Tentando evitar o saudosismo, tarefa quase impossível para quem participou do grupo que fundou o Conselho de São Paulo, acompanhou de perto a criação do CNDM e fez parte de sua equipe na primeira gestão, traçarei um brevíssimo panorama histórico desse mecanismo institucional.

Foi num contexto de crise da democracia, mas também de construção de novos modelos sociais que ressurge o feminismo organizado no início da década de 70, também chamada de a segunda onda feminista.
As mulheres que faziam parte desses grupos, vinda quase na sua totalidade dos agrupamentos de esquerda, debatiam-se com inúmeras questões: feminismo ou movimento de mulheres? luta geral ou luta específica? defender quem? Todas ou as mais oprimidas? Quem era o inimigo principal:o homem, a sociedade ou o capitalismo? Seremos todas irmãs na luta pela igualdade?

A confluência dessas idéias entre as feministas, as mulheres dos movimentos populares e aquelas que priorizavam os partidos políticos, não se dá sem conflitos. A segunda metade dos anos 70 foi em boa parte consumida por essa discussão, imprescindível, para chegar na próxima década com inúmeros grupos de mulheres espalhados pelo País. Despidas de suas diferenças, encontram na defesa da autonomia do movimento, as suas semelhanças. Autonomia essa, experimentada de maneira distinta. Autonomia com relação aos homens (poucas), autonomia com relação aos partidos políticos (muitas) e autonomia com relação ao Estado (todas). Estando o País mergulhado numa ditadura, não era difícil.
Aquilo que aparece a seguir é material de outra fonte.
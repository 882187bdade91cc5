//! Sentivox CLI - dashboard sign-in from the terminal

use std::process::ExitCode;

use anyhow::Result;
use clap::{Parser, Subcommand};

mod commands;
mod output;

use commands::{config, dashboard, forgot_password, login, logout, logs, reset_password, status};

/// Sentivox - sign in to the interview-analysis dashboard
#[derive(Parser)]
#[command(name = "svx", version, about, long_about = None)]
struct Cli {
    #[command(subcommand)]
    command: Commands,
}

#[derive(Subcommand)]
enum Commands {
    /// Sign in to the dashboard
    Login {
        /// Account email (prompted if omitted)
        #[arg(long, short)]
        email: Option<String>,
        /// Password (prompted if omitted; leave empty for the default credential)
        #[arg(long, short)]
        password: Option<String>,
        /// Output as JSON
        #[arg(long)]
        json: bool,
    },

    /// Sign out
    Logout,

    /// Show the current session
    Status {
        /// Output as JSON
        #[arg(long)]
        json: bool,
    },

    /// Open the dashboard (requires a session)
    Dashboard,

    /// Request a password reset link
    ForgotPassword {
        /// Account email (prompted if omitted)
        email: Option<String>,
    },

    /// Set a new password from a reset link
    ResetPassword {
        /// The reset link from the email, or its query string
        link: String,
    },

    /// View and manage application logs
    Logs {
        #[command(subcommand)]
        command: logs::LogsCommands,
    },

    /// View and change settings
    Config {
        #[command(subcommand)]
        command: config::ConfigCommands,
    },
}

#[tokio::main(flavor = "current_thread")]
async fn main() -> ExitCode {
    let cli = Cli::parse();

    match run(cli).await {
        Ok(()) => ExitCode::SUCCESS,
        Err(e) => {
            output::error(&e.to_string());
            ExitCode::FAILURE
        }
    }
}

async fn run(cli: Cli) -> Result<()> {
    match cli.command {
        Commands::Login {
            email,
            password,
            json,
        } => login::run(email, password, json).await,
        Commands::Logout => logout::run().await,
        Commands::Status { json } => status::run(json).await,
        Commands::Dashboard => dashboard::run().await,
        Commands::ForgotPassword { email } => forgot_password::run(email).await,
        Commands::ResetPassword { link } => reset_password::run(&link).await,
        Commands::Logs { command } => logs::run(command),
        Commands::Config { command } => config::run(command),
    }
}
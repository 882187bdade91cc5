//! New-password form rules for the reset flow

use serde::Serialize;
use thiserror::Error;

/// Minimum length of a new password, in characters
pub const MIN_PASSWORD_LENGTH: usize = 8;

#[derive(Error, Debug, Clone, PartialEq, Eq)]
pub enum PasswordError {
    #[error("Please enter and confirm your new password")]
    Missing,

    #[error("Password must be at least {min} characters long")]
    TooShort { min: usize },

    #[error("Passwords don't match")]
    Mismatch,
}

/// The two password fields of the reset page
#[derive(Debug, Clone, Default)]
pub struct PasswordForm {
    pub password: String,
    pub confirm: String,
}

/// Per-rule checklist shown next to the fields
#[derive(Debug, Clone, Copy, PartialEq, Eq, Serialize)]
pub struct PasswordRequirements {
    pub long_enough: bool,
    pub matches: bool,
}

impl PasswordForm {
    pub fn new(password: impl Into<String>, confirm: impl Into<String>) -> Self {
        Self {
            password: password.into(),
            confirm: confirm.into(),
        }
    }

    /// Validate the form; rules are checked in display order
    pub fn check(&self) -> Result<(), PasswordError> {
        if self.password.is_empty() || self.confirm.is_empty() {
            return Err(PasswordError::Missing);
        }
        if self.password.chars().count() < MIN_PASSWORD_LENGTH {
            return Err(PasswordError::TooShort {
                min: MIN_PASSWORD_LENGTH,
            });
        }
        if self.password != self.confirm {
            return Err(PasswordError::Mismatch);
        }
        Ok(())
    }

    pub fn requirements(&self) -> PasswordRequirements {
        PasswordRequirements {
            long_enough: self.password.chars().count() >= MIN_PASSWORD_LENGTH,
            matches: !self.password.is_empty() && self.password == self.confirm,
        }
    }
}
//! Adapter implementations
//!
//! Adapters implement the port traits with concrete technologies:
//! - reqwest HTTP client for the AuthService port
//! - JSON file store (locked, atomically replaced) for KeyValueStore
//! - In-memory store and event sink for tests and fallbacks
//! - Navigation history for front-ends without a router

pub mod file_store;
pub mod http_auth;
pub mod memory;
pub mod navigation;

#[cfg(test)]
pub mod auth_mock;

pub use file_store::FileStore;
pub use http_auth::HttpAuthService;
pub use memory::{MemorySink, MemoryStore};
pub use navigation::HistoryNavigator;
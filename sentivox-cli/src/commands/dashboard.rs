//! Dashboard command - the protected surface

use anyhow::Result;
use colored::Colorize;
use sentivox_core::services::GuardView;
use sentivox_core::{Identity, Route};

use super::{get_context, log_command};
use crate::output;

fn render(identity: &Identity) {
    println!("{}", "Sentivox Dashboard".bold());
    println!();
    println!("Welcome, {}", identity.display_name().cyan());
    if let Some(role) = identity.role {
        println!("Role: {}", role.as_str());
    }
    if identity.is_admin() {
        println!("{}", "Administration tools are available.".dimmed());
    }
}

pub async fn run() -> Result<()> {
    let ctx = get_context()?;
    log_command(&ctx, "dashboard");

    let mut guard = ctx.route_guard();
    let outcome = ctx.session.bootstrap().await;

    let spinner = output::spinner("Loading session...");
    guard.resolved().await;
    spinner.finish_and_clear();

    let mut shown = false;
    if let GuardView::Content(()) = guard.render(render) {
        shown = true;
    }

    // The server may still withdraw a cached session
    outcome.settled().await;
    if guard.has_changed() {
        match guard.render(render) {
            GuardView::Hidden if shown => {
                println!();
                output::warning("Your session has ended.");
            }
            GuardView::Content(()) => shown = true,
            _ => {}
        }
    }

    if ctx.navigator.current() == Some(Route::Login) {
        if !shown {
            output::warning("You are not signed in.");
        }
        output::info("Run `svx login` to sign in.");
    }
    Ok(())
}
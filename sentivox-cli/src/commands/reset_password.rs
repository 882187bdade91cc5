//! Reset-password command - set a new password from a recovery link

use anyhow::Result;
use colored::Colorize;
use dialoguer::{Confirm, Password};
use sentivox_core::domain::MIN_PASSWORD_LENGTH;
use sentivox_core::{PasswordForm, TokenVerification};

use super::{get_context, log_command};
use crate::output;

fn checklist_line(met: bool, text: &str) -> String {
    if met {
        format!("  {} {}", "✓".green(), text)
    } else {
        format!("  {} {}", "✗".red(), text.dimmed())
    }
}

fn prompt_form() -> Result<PasswordForm> {
    let password = Password::new()
        .with_prompt("New password")
        .allow_empty_password(true)
        .interact()?;
    let confirm = Password::new()
        .with_prompt("Confirm new password")
        .allow_empty_password(true)
        .interact()?;
    Ok(PasswordForm::new(password, confirm))
}

pub async fn run(link: &str) -> Result<()> {
    let ctx = get_context()?;
    log_command(&ctx, "reset_password");

    let mut reset = ctx.password_reset(link);

    let spinner = output::spinner("Verifying reset link...");
    let verification = reset.verify().await;
    spinner.finish_and_clear();

    if verification != TokenVerification::Valid {
        output::error("Invalid or expired link");
        println!("This password reset link is invalid or has expired.");
        reset.request_new_link();
        output::info("Run `svx forgot-password` to request a new link.");
        anyhow::bail!("Password was not reset");
    }

    loop {
        let form = prompt_form()?;
        let requirements = form.requirements();
        println!(
            "{}",
            checklist_line(
                requirements.long_enough,
                &format!("At least {} characters", MIN_PASSWORD_LENGTH)
            )
        );
        println!("{}", checklist_line(requirements.matches, "Passwords match"));

        if !reset.can_submit(&form) {
            if let Err(e) = form.check() {
                output::error(&e.to_string());
            }
            continue;
        }

        let spinner = output::spinner("Resetting password...");
        let result = reset.submit(&form).await;
        spinner.finish_and_clear();

        match result {
            Ok(accepted) => {
                output::success("Password reset successful");
                println!("Your password has been reset. Redirecting to login...");
                accepted.redirected().await;
                output::info("Run `svx login` to sign in with your new password.");
                return Ok(());
            }
            Err(e) => {
                output::error(&e.user_message());
                if !Confirm::new()
                    .with_prompt("Try again?")
                    .default(true)
                    .interact()?
                {
                    anyhow::bail!("Password was not reset");
                }
            }
        }
    }
}
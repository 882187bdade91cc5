//! Result and error types for the core library

use std::collections::HashMap;

use serde::{Deserialize, Serialize};
use thiserror::Error;

use super::email::EmailError;
use super::password::PasswordError;

/// Message shown for any failure that has no definitive server answer
pub const GENERIC_RETRY_MESSAGE: &str = "An error occurred. Please try again.";

/// Core library error type
#[derive(Error, Debug)]
pub enum Error {
    #[error("{0}")]
    InvalidEmail(#[from] EmailError),

    #[error("{0}")]
    InvalidPassword(#[from] PasswordError),

    /// Bad credentials on login
    #[error("Login failed: {0}")]
    Authentication(String),

    /// The service refused a recovery request or password reset
    #[error("Request refused: {0}")]
    Rejected(String),

    /// Recovery link is missing, unknown or expired
    #[error("This password reset link is invalid or has expired. Please request a new one.")]
    InvalidToken,

    /// Timeout, connection failure or an undecodable response
    #[error("Network error: {0}")]
    Network(String),

    #[error("Storage error: {0}")]
    Storage(String),

    #[error("Configuration error: {0}")]
    Config(String),

    #[error("IO error: {0}")]
    Io(#[from] std::io::Error),

    #[error("JSON error: {0}")]
    Json(#[from] serde_json::Error),

    #[error("{0}")]
    Other(String),
}

impl Error {
    /// Create a network error
    pub fn network(msg: impl Into<String>) -> Self {
        Self::Network(msg.into())
    }

    /// Create a storage error
    pub fn storage(msg: impl Into<String>) -> Self {
        Self::Storage(msg.into())
    }

    /// Create an authentication error
    pub fn authentication(msg: impl Into<String>) -> Self {
        Self::Authentication(msg.into())
    }

    /// Create a rejection error carrying the server's reason
    pub fn rejected(msg: impl Into<String>) -> Self {
        Self::Rejected(msg.into())
    }

    /// Whether the user can simply try the same action again
    pub fn is_retryable(&self) -> bool {
        matches!(self, Self::Network(_))
    }

    /// Text to show the user
    ///
    /// Transport failures collapse into one generic retry message; server
    /// reasons and validation messages are shown as-is.
    pub fn user_message(&self) -> String {
        match self {
            Self::Network(_) => GENERIC_RETRY_MESSAGE.to_string(),
            Self::Authentication(reason) | Self::Rejected(reason) => reason.clone(),
            other => other.to_string(),
        }
    }
}

/// Core library result type
pub type Result<T> = std::result::Result<T, Error>;

/// Operation result with optional context (for JSON output)
#[derive(Debug, Clone, Serialize, Deserialize)]
pub struct OperationResult<T> {
    pub success: bool,
    pub data: Option<T>,
    pub error: Option<String>,
    pub context: Option<HashMap<String, serde_json::Value>>,
}

impl<T> OperationResult<T> {
    /// Create a successful result
    pub fn ok(data: T) -> Self {
        Self {
            success: true,
            data: Some(data),
            error: None,
            context: None,
        }
    }

    /// Create a failed result
    pub fn fail(error: impl Into<String>) -> Self {
        Self {
            success: false,
            data: None,
            error: Some(error.into()),
            context: None,
        }
    }

    /// Attach a context value
    pub fn with_context(mut self, key: impl Into<String>, value: serde_json::Value) -> Self {
        self.context
            .get_or_insert_with(HashMap::new)
            .insert(key.into(), value);
        self
    }
}

impl<T> From<Result<T>> for OperationResult<T> {
    fn from(result: Result<T>) -> Self {
        match result {
            Ok(data) => Self::ok(data),
            Err(e) => {
                let retryable = e.is_retryable();
                Self::fail(e.user_message())
                    .with_context("retryable", serde_json::Value::Bool(retryable))
            }
        }
    }
}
Em 1982, quando a sociedade brasileira vivia um momento importante na política, com a convocação de eleições diretas para governadores um grupo de feministas paulistas propõe a criação de um órgão específico, responsável pela defesa da cidadania feminina e implementação de políticas públicas para as mulheres na estrutura do estado. Assim nasce em 1993 os 2 primeiros Conselhos Estaduais do Brasil: o de São Paulo e de Minas Gerais.

É importante ressaltar que a escolha desse modelo de órgão, cuja proposta original era de composição pluralista suprapartidário, foi torpedeada por parcela significativa do movimento de mulheres. Havia as que se recusavam participar de qualquer organismo governamental por temerem a descaracterização de suas reivindicações por parte do Estado, perda de autonomia do movimento e outros que por questão mais partidárias que feministas se mantiveram distante.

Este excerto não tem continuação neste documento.